### EXERCISE OBJECTIVE
How many lines of these entries include the string "error"? State the number alone.

Stored items:
---------------

//! Client configuration loaded from environment variables.
//!
//! All settings have sensible defaults so the client can start with zero
//! configuration.

use std::path::PathBuf;

use boopblur_shared::constants::{DEFAULT_CLEANUP_INTERVAL_SECS, DEFAULT_VIBE_PACK};
use boopblur_shared::{DecayTable, DeletionPolicy, Settings};
use boopblur_store::Database;

use crate::error::Result;

/// Client configuration.
#[derive(Debug, Clone)]
pub struct ClientConfig {
    /// SQLite database file.
    /// Env: `BOOPBLUR_DB_PATH`
    /// Default: platform data directory (see [`Database::default_path`]).
    pub db_path: Option<PathBuf>,

    /// Deletion policy used when no settings have been persisted.
    /// Env: `BOOPBLUR_DEFAULT_POLICY` (`off`, `keep-4-weeks`, `delete-14-days`)
    /// Default: `off`
    pub default_deletion_policy: DeletionPolicy,

    /// Vibe pack used when no settings have been persisted.
    /// Env: `BOOPBLUR_DEFAULT_VIBE_PACK`
    /// Default: `"zen-but-dumb"`
    pub default_vibe_pack: String,

    /// Decay thresholds, e.g. `0:crisp,1:slight-blur,3:more-blur`.
    /// Env: `BOOPBLUR_DECAY_TABLE`
    pub decay_table: DecayTable,

    /// Seconds between cleanup passes in `watch` mode.
    /// Env: `BOOPBLUR_CLEANUP_INTERVAL_SECS`
    /// Default: `3600`
    pub cleanup_interval_secs: u64,
}

impl Default for ClientConfig {
    fn default() -> Self {
        Self {
            db_path: None,
            default_deletion_policy: DeletionPolicy::Off,
            default_vibe_pack: DEFAULT_VIBE_PACK.to_string(),
            decay_table: DecayTable::default(),
            cleanup_interval_secs: DEFAULT_CLEANUP_INTERVAL_SECS,
        }
    }
}

impl ClientConfig {
    /// Load configuration from environment variables, falling back to defaults.
    pub fn from_env() -> Self {
        Self::from_lookup(|key| std::env::var(key).ok())
    }

    /// Same as [`ClientConfig::from_env`] with a custom variable source.
    pub fn from_lookup<F>(lookup: F) -> Self
    where
        F: Fn(&str) -> Option<String>,
    {
        let mut config = Self::default();

        if let Some(path) = lookup("BOOPBLUR_DB_PATH").filter(|p| !p.is_empty()) {
            config.db_path = Some(PathBuf::from(path));
        }

        if let Some(raw) = lookup("BOOPBLUR_DEFAULT_POLICY") {
            match raw.parse::<DeletionPolicy>() {
                Ok(policy) => config.default_deletion_policy = policy,
                Err(e) => {
                    tracing::warn!(error = %e, "Invalid BOOPBLUR_DEFAULT_POLICY, using default");
                }
            }
        }

        if let Some(pack) = lookup("BOOPBLUR_DEFAULT_VIBE_PACK").filter(|p| !p.is_empty()) {
            config.default_vibe_pack = pack;
        }

        if let Some(raw) = lookup("BOOPBLUR_DECAY_TABLE") {
            match raw.parse::<DecayTable>() {
                Ok(table) => config.decay_table = table,
                Err(e) => {
                    tracing::warn!(error = %e, "Invalid BOOPBLUR_DECAY_TABLE, using default");
                }
            }
        }

        if let Some(raw) = lookup("BOOPBLUR_CLEANUP_INTERVAL_SECS") {
            match raw.parse::<u64>() {
                Ok(secs) if secs > 0 => config.cleanup_interval_secs = secs,
                _ => {
                    tracing::warn!(
                        value = %raw,
                        "Invalid BOOPBLUR_CLEANUP_INTERVAL_SECS, using default"
                    );
                }
            }
        }

        config
    }

    /// Settings used when nothing valid is persisted.
    pub fn default_settings(&self) -> Settings {
        Settings {
            active_vibe_pack: self.default_vibe_pack.clone(),
            deletion_policy: self.default_deletion_policy.clone(),
        }
    }

    /// Configured database path, or the platform default.
    pub fn resolve_db_path(&self) -> Result<PathBuf> {
        match &self.db_path {
            Some(path) => Ok(path.clone()),
            None => Ok(Database::default_path()?),
        }
    }
}

#[cfg(test)]
mod tests {
    use super::*;
    use std::collections::HashMap;

    fn lookup_from(pairs: &[(&str, &str)]) -> impl Fn(&str) -> Option<String> {
        let map: HashMap<String, String> = pairs
            .iter()
            .map(|(k, v)| (k.to_string(), v.to_string()))
            .collect();
        move |key| map.get(key).cloned()
    }

    #[test]
    fn test_default_config() {
        let config = ClientConfig::default();
        assert!(config.db_path.is_none());
        assert_eq!(config.default_deletion_policy, DeletionPolicy::Off);
        assert_eq!(config.default_vibe_pack, DEFAULT_VIBE_PACK);
        assert_eq!(config.cleanup_interval_secs, DEFAULT_CLEANUP_INTERVAL_SECS);
        assert_eq!(config.decay_table, DecayTable::default());
    }

    #[test]
    fn test_from_lookup_overrides() {
        let config = ClientConfig::from_lookup(lookup_from(&[
            ("BOOPBLUR_DB_PATH", "/tmp/boops.db"),
            ("BOOPBLUR_DEFAULT_POLICY", "delete-14-days"),
            ("BOOPBLUR_DEFAULT_VIBE_PACK", "gremlin-hours"),
            ("BOOPBLUR_DECAY_TABLE", "0:sharp,10:gone"),
            ("BOOPBLUR_CLEANUP_INTERVAL_SECS", "60"),
        ]));

        assert_eq!(config.db_path, Some(PathBuf::from("/tmp/boops.db")));
        assert_eq!(config.default_deletion_policy, DeletionPolicy::Delete14Days);
        assert_eq!(config.default_vibe_pack, "gremlin-hours");
        assert_eq!(config.decay_table.states().len(), 2);
        assert_eq!(config.cleanup_interval_secs, 60);

        let settings = config.default_settings();
        assert_eq!(settings.active_vibe_pack, "gremlin-hours");
        assert_eq!(settings.deletion_policy, DeletionPolicy::Delete14Days);
    }

    #[test]
    fn test_invalid_values_fall_back() {
        let config = ClientConfig::from_lookup(lookup_from(&[
            ("BOOPBLUR_DEFAULT_POLICY", "delete-yesterday"),
            ("BOOPBLUR_DECAY_TABLE", "5:b,1:a"),
            ("BOOPBLUR_CLEANUP_INTERVAL_SECS", "0"),
            ("BOOPBLUR_DB_PATH", ""),
        ]));

        assert!(config.db_path.is_none());
        assert_eq!(config.default_deletion_policy, DeletionPolicy::Off);
        assert_eq!(config.decay_table, DecayTable::default());
        assert_eq!(config.cleanup_interval_secs, DEFAULT_CLEANUP_INTERVAL_SECS);
    }

    #[test]
    fn test_resolve_explicit_path() {
        let config = ClientConfig {
            db_path: Some(PathBuf::from("/data/boops.db")),
            ..ClientConfig::default()
        };
        assert_eq!(
            config.resolve_db_path().unwrap(),
            PathBuf::from("/data/boops.db")
        );
    }
}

---------------

### PROBLEM SOLUTION
3